▸ **DIRECTIONS FOR THIS TASK**:
Give the lines below again exactly, starting with the line that holds "other API failure." and going on through the line that holds "pub async fn poweron(&self, server_id: i64)".

▸ **DATASET**:
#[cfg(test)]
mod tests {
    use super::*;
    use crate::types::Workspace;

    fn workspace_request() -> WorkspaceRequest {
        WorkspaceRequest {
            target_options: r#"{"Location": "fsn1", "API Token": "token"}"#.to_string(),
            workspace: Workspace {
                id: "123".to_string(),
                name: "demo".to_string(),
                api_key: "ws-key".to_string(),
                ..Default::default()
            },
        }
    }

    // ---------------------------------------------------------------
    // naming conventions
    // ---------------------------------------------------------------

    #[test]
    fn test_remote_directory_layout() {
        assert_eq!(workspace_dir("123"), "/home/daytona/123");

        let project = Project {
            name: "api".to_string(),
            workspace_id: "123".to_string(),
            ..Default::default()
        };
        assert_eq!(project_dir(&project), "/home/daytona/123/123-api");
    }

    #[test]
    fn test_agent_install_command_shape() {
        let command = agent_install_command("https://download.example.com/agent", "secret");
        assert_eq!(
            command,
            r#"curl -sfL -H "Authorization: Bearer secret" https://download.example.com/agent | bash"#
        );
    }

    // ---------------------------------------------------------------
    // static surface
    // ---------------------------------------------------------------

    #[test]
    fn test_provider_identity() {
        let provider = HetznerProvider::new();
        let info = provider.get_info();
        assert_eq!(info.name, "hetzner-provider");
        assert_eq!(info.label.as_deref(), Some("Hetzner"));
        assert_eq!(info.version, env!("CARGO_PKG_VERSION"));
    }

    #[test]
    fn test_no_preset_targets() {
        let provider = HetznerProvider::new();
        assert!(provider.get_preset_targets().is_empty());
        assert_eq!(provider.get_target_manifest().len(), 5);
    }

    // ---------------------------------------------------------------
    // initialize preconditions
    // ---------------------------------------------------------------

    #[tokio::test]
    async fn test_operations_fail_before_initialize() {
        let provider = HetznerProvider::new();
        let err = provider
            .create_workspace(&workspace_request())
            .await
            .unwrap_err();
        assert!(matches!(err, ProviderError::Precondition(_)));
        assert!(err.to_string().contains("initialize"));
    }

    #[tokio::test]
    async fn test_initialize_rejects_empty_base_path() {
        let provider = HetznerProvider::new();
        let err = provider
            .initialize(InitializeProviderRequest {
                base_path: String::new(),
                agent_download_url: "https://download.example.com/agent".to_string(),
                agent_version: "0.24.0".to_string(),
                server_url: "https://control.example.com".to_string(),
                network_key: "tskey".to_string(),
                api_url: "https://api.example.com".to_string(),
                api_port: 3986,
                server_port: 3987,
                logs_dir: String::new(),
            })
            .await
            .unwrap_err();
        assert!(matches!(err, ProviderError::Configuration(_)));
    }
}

---

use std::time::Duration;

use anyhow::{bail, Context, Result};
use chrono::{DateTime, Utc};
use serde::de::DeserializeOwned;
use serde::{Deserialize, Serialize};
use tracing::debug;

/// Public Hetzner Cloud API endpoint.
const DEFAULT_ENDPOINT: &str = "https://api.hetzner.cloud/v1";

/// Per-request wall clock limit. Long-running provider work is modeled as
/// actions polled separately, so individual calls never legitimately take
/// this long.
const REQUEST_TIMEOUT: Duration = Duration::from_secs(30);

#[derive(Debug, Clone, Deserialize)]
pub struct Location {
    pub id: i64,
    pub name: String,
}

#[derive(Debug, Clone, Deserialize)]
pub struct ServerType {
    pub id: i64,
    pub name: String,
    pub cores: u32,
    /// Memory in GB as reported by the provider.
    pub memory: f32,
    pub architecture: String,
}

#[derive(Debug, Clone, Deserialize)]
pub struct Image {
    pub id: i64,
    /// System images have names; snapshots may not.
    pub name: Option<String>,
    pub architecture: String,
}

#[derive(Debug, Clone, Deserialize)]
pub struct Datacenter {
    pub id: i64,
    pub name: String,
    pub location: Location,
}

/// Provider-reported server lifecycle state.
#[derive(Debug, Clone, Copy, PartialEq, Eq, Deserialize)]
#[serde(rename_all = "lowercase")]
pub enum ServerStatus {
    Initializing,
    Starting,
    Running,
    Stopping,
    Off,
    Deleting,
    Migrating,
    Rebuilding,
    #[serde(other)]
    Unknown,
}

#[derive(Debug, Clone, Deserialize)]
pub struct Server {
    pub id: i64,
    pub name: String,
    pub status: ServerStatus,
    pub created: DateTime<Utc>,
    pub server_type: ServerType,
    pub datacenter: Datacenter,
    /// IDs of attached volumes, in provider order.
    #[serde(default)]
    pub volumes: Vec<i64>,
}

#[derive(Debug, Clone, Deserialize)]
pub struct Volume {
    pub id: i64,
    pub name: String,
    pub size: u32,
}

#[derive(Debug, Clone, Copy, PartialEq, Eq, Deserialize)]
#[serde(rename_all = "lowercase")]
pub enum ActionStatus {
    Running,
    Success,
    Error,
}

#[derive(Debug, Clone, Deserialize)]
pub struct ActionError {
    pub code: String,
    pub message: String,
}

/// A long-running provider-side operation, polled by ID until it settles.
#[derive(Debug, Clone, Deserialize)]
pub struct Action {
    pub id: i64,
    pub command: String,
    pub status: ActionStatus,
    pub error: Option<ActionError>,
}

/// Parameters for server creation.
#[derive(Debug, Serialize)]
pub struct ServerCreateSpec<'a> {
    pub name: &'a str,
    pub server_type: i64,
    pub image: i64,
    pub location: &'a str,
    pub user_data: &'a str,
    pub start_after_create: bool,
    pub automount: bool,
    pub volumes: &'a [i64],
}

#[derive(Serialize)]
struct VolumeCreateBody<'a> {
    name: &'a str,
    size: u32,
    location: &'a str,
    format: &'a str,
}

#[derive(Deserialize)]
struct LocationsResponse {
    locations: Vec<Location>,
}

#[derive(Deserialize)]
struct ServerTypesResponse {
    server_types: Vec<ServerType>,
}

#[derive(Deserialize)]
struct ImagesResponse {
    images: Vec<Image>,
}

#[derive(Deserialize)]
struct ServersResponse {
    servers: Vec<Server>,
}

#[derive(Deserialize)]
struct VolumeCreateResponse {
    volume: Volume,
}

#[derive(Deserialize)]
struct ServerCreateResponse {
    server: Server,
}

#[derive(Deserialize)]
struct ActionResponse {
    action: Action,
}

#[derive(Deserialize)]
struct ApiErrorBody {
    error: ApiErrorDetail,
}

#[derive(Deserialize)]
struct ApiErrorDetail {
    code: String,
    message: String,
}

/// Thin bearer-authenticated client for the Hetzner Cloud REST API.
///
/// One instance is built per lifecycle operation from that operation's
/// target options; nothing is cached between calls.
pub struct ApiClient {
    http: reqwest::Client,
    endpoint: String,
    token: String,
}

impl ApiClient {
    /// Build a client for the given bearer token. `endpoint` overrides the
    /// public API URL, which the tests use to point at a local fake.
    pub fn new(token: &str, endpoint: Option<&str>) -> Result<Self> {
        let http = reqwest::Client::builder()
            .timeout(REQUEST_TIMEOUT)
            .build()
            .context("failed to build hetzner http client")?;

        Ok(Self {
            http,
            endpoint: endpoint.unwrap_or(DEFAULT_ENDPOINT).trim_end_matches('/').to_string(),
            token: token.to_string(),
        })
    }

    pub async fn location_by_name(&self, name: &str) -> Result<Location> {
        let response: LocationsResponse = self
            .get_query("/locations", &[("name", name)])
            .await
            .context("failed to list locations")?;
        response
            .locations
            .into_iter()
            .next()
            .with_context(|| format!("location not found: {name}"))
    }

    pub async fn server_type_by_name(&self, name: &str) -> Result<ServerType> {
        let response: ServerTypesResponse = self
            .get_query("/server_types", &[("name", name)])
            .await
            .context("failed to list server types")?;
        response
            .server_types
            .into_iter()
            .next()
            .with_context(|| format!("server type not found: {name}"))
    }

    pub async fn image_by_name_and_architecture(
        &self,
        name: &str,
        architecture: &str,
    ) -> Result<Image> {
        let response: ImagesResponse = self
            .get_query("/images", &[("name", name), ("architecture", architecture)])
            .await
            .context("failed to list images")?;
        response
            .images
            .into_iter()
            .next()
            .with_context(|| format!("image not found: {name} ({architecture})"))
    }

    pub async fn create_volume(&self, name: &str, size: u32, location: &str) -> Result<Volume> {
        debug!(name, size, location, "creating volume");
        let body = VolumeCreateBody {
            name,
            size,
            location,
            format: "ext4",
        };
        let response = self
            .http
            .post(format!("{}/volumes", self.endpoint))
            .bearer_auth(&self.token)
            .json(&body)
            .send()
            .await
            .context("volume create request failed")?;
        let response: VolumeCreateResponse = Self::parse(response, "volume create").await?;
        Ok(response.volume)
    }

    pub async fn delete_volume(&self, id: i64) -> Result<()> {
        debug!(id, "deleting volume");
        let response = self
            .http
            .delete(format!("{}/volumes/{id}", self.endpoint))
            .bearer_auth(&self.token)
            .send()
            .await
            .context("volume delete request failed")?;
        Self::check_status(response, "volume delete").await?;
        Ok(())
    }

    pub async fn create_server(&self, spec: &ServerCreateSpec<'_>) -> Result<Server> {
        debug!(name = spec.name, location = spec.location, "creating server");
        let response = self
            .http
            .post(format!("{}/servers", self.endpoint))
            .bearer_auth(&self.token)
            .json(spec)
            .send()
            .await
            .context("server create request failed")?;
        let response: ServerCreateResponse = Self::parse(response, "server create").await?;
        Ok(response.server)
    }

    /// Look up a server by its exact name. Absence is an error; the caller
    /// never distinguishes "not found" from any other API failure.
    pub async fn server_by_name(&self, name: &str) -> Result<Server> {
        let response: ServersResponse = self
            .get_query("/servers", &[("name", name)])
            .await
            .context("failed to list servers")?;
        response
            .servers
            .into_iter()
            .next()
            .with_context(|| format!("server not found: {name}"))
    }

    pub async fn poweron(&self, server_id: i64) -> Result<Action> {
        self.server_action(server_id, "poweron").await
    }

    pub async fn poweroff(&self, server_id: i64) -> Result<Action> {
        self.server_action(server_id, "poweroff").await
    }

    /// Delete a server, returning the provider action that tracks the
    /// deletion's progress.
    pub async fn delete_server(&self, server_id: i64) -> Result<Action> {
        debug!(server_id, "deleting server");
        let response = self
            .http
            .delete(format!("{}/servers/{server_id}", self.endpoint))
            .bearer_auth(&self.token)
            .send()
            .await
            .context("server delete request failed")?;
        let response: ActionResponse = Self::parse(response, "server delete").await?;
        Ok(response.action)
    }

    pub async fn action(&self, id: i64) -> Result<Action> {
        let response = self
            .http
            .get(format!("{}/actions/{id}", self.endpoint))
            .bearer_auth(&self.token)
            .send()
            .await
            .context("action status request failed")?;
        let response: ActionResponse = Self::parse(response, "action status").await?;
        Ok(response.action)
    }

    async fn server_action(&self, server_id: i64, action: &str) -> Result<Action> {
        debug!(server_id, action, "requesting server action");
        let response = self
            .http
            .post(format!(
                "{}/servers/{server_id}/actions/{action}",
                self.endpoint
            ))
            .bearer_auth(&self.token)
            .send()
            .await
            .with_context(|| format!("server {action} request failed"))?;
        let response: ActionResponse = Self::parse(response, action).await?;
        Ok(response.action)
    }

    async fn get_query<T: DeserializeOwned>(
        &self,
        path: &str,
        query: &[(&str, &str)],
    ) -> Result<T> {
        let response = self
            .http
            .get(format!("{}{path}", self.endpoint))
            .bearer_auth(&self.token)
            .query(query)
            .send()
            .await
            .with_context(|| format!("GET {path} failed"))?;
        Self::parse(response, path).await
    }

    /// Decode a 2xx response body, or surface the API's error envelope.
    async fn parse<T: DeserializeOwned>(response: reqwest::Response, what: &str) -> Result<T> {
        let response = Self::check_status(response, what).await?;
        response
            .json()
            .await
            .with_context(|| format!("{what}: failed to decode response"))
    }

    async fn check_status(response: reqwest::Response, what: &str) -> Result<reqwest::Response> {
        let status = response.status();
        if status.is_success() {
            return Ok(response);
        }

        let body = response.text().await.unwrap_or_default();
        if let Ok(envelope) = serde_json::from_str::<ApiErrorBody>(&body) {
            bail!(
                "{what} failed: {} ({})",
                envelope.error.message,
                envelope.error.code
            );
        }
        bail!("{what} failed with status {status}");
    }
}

▸ **RESULT FOR THIS EXERCISE**:
    /// never distinguishes "not found" from any other API failure.
    pub async fn server_by_name(&self, name: &str) -> Result<Server> {
        let response: ServersResponse = self
            .get_query("/servers", &[("name", name)])
            .await
            .context("failed to list servers")?;
        response
            .servers
            .into_iter()
            .next()
            .with_context(|| format!("server not found: {name}"))
    }

    pub async fn poweron(&self, server_id: i64) -> Result<Action> {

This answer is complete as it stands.